Шаман был ранен. Меховая парка намокла кровью.
– Отпустите его, – велел Отлас.
Григорий завёл шамана в юрту, промыл рану, перевязал. Отлас долго наблюдал за раненым коряком, потирая онемевшую шею. Должно быть, застудил в походе. Надо попросить Григория чем-либо натереть.
– Спроси: сами надумали воевать с нами аль подбил кто? Кому ясак платят... пущай всё обскажет.
– Приходили люди в азямах – грабили... ушли к люторцам. Потом другие явились... они к вам вернулись. Этого помню, – коряк указал на Луку. – Их мы не тронули, потому что ясак с нас не брали. Вы берёте... по всем юртам слух идёт.
– Как же не брать-то? Всё одно платить будете. Не нашему царю, дак иному... Мы милостиво берём.
– Раз платить, и ещё раз, и ещё... Сколько можно?
– Раз. Больше мы не берём. И никому, кроме нас, не платите. Вы теперь наши дети. В обиду вас не дадим.
– Все так говорили. И все обижали.
– Не воевал бы – простил бы тебе ясак, коль до меня его брали. А воевал – пеняй на себя.
– Воеводе вашему жаловаться буду! И на вас, и на тех, в азямах.
– В азямах... – задумался Отлас. – Кто ж они? Неуж чужеземцы?
– Может, наши тут побывали, – предположил Лука. – Я и в тот раз про их слыхал.
– Наши бы не пошли к люторцам. В Анадырь ближе.
– Попробуй пробейся туда, когда недругов столько.
– А вдруг они опередить нас тщатся? – У Отласа дух захватило. – Как же? Кто же? Пошто мы не знаем? – Он заспешил, хмурясь, велел старику: – Сдай живо, что положено. Мы далее пойдём.
Заспешили, засобирались.
Мин не сожалел о жизни уходящей, не перебирал в памяти прожитое. Ему думалось, всё происходит как должно. Родился, жил, по земле ходил. Жаловаться не на что.
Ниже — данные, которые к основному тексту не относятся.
// SPDX-License-Identifier: BUSL-1.1
// Copyright (c) 2026 Alfred Jean LLC

//! `ttsbus session` — per-session mute/persona/speed overrides (§3/§6).

use anyhow::Result;
use clap::{Args, Subcommand};

use ttsbus_daemon::Config;
use ttsbus_storage::SessionStore;

use crate::env;
use crate::output::OutputFormat;

#[derive(Args)]
pub struct SessionArgs {
    #[command(subcommand)]
    pub command: SessionCommand,
}

#[derive(Subcommand)]
pub enum SessionCommand {
    /// Mute a session
    Mute {
        /// Session id. Defaults to `TTSBUS_SESSION_ID` or the current directory.
        #[arg(long)]
        session: Option<String>,
    },
    /// Unmute a session
    Unmute {
        #[arg(long)]
        session: Option<String>,
    },
    /// Set (or clear) a session's persona override
    Persona {
        #[arg(long)]
        session: Option<String>,
        /// Persona name, or omit to clear the override
        name: Option<String>,
    },
    /// Set (or clear) a session's speed override
    Speed {
        #[arg(long)]
        session: Option<String>,
        /// Speed multiplier, or omit to clear the override
        value: Option<f32>,
    },
    /// Show a session's current overrides
    Show {
        #[arg(long)]
        session: Option<String>,
    },
}

pub fn run(args: SessionArgs, format: OutputFormat) -> Result<()> {
    let config = Config::load()?;
    let sessions = SessionStore::new(config.sessions_dir.clone());

    match args.command {
        SessionCommand::Mute { session } => {
            let id = resolve_session_id(session);
            sessions.update(&id, |o| o.muted = Some(true))?;
            println!("Session {id} muted");
        }
        SessionCommand::Unmute { session } => {
            let id = resolve_session_id(session);
            sessions.update(&id, |o| o.muted = Some(false))?;
            println!("Session {id} unmuted");
        }
        SessionCommand::Persona { session, name } => {
            let id = resolve_session_id(session);
            sessions.update(&id, |o| o.persona = name.clone())?;
            match name {
                Some(name) => println!("Session {id} persona set to {name}"),
                None => println!("Session {id} persona override cleared"),
            }
        }
        SessionCommand::Speed { session, value } => {
            let id = resolve_session_id(session);
            sessions.update(&id, |o| o.speed = value)?;
            match value {
                Some(value) => println!("Session {id} speed set to {value}"),
                None => println!("Session {id} speed override cleared"),
            }
        }
        SessionCommand::Show { session } => {
            let id = resolve_session_id(session);
            let overrides = sessions.read(&id)?;
            match format {
                OutputFormat::Text => {
                    println!("Session: {id}");
                    println!("  muted:  {}", overrides.muted.map(|b| b.to_string()).unwrap_or_else(|| "(default)".into()));
                    println!("  persona: {}", overrides.persona.as_deref().unwrap_or("(default)"));
                    println!("  speed:  {}", overrides.speed.map(|s| s.to_string()).unwrap_or_else(|| "(default)".into()));
                }
                OutputFormat::Json => {
                    println!("{}", serde_json::to_string_pretty(&overrides)?);
                }
            }
        }
    }

    Ok(())
}

fn resolve_session_id(explicit: Option<String>) -> String {
    explicit.or_else(env::session_id_override).unwrap_or_else(|| {
        let cwd = std::env::current_dir().unwrap_or_default();
        ttsbus_adapters::session_id_from_cwd(&cwd).to_string()
    })
}

#[cfg(test)]
#[path = "session_tests.rs"]
mod tests;
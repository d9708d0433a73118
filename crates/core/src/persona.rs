// SPDX-License-Identifier: BUSL-1.1
// Copyright (c) 2026 Alfred Jean LLC

//! Persona definitions: a named voice plus how speed is rendered for it.

use serde::{Deserialize, Serialize};

/// How a persona's speed setting is applied at synthesis/playback time.
#[derive(Debug, Clone, Copy, PartialEq, Eq, Serialize, Deserialize)]
#[serde(rename_all = "snake_case")]
pub enum SpeedMethod {
    /// Synthesize at normal rate, speed up the rendered audio on playback
    /// (`afplay -r <speed>`). Cheapest, but only supported by players that
    /// accept a playback-rate flag.
    Playback,
    /// Pass `1.0 / speed` as Piper's `--length-scale`, changing the
    /// synthesized audio itself. Works with any audio player.
    LengthScale,
    /// Synthesize at `persona.length_scale` and additionally apply
    /// `persona.playback_boost` at playback time. Splits the speed-up
    /// between synthesis and playback so neither alone has to carry it.
    Hybrid,
}

impl Default for SpeedMethod {
    fn default() -> Self {
        Self::Playback
    }
}

/// A named voice configuration.
#[derive(Debug, Clone, PartialEq, Serialize, Deserialize)]
pub struct Persona {
    /// Display name, also the key it's registered under in [`crate::config::PersonaConfig::personas`].
    pub name: String,
    /// Path to the Piper voice model (`.onnx`), resolved relative to the voices directory.
    pub voice: String,
    /// Base playback speed multiplier, e.g. `1.5` for 1.5x.
    #[serde(default = "default_speed")]
    pub speed: f32,
    #[serde(default)]
    pub speed_method: SpeedMethod,
    /// Speaker index for multi-speaker voice models.
    #[serde(default, skip_serializing_if = "Option::is_none")]
    pub speaker: Option<u32>,
    /// Piper `--length-scale` used directly in `length_scale`/`hybrid` methods.
    /// Defaults to `1.0 / speed` when unset.
    #[serde(default, skip_serializing_if = "Option::is_none")]
    pub length_scale: Option<f32>,
    /// Extra playback-rate multiplier applied on top of `length_scale` synthesis
    /// in `hybrid` mode. Defaults to `1.0` (no extra boost).
    #[serde(default, skip_serializing_if = "Option::is_none")]
    pub playback_boost: Option<f32>,
}

fn default_speed() -> f32 {
    1.0
}

impl Persona {
    /// The `--length-scale` value to pass to Piper for this persona, resolving
    /// the `length_scale`/`hybrid` method's fallback to `1.0 / speed`.
    pub fn effective_length_scale(&self) -> f32 {
        self.length_scale.unwrap_or(1.0 / self.speed)
    }

    /// The playback-rate multiplier to apply at the audio player, resolving
    /// `hybrid`'s fallback to `1.0` (no extra boost beyond synthesis).
    pub fn effective_playback_boost(&self) -> f32 {
        self.playback_boost.unwrap_or(1.0)
    }

    /// Returns a copy with `speed` overridden to `effective` (a session or
    /// per-call override), honoring each method's contract: `playback` takes
    /// it directly, `length_scale` re-derives `--length-scale` from it, and
    /// `hybrid` ignores it — its length_scale/playback_boost are fixed per
    /// persona, not driven by a speed number.
    pub fn with_speed(&self, effective: f32) -> Self {
        let mut persona = self.clone();
        match persona.speed_method {
            SpeedMethod::Playback => persona.speed = effective,
            SpeedMethod::LengthScale => {
                persona.speed = effective;
                persona.length_scale = None;
            }
            SpeedMethod::Hybrid => {}
        }
        persona
    }
}

#[cfg(test)]
#[path = "persona_tests.rs"]
mod tests;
Всего повидал на долгом веку – худого, хорошего...
– ...Два желания моих не исполнилось, – посетовал он дочери, отмахиваясь от последней своей дрёмы. – Внучонка не повидал, камни здешние не показал ему... вот. Чую, здесь кладов разных... несметно.
– Дак не спеши, – спокойно посоветовала ему Марьяна. – Дождись уж, когда сынок мой родится...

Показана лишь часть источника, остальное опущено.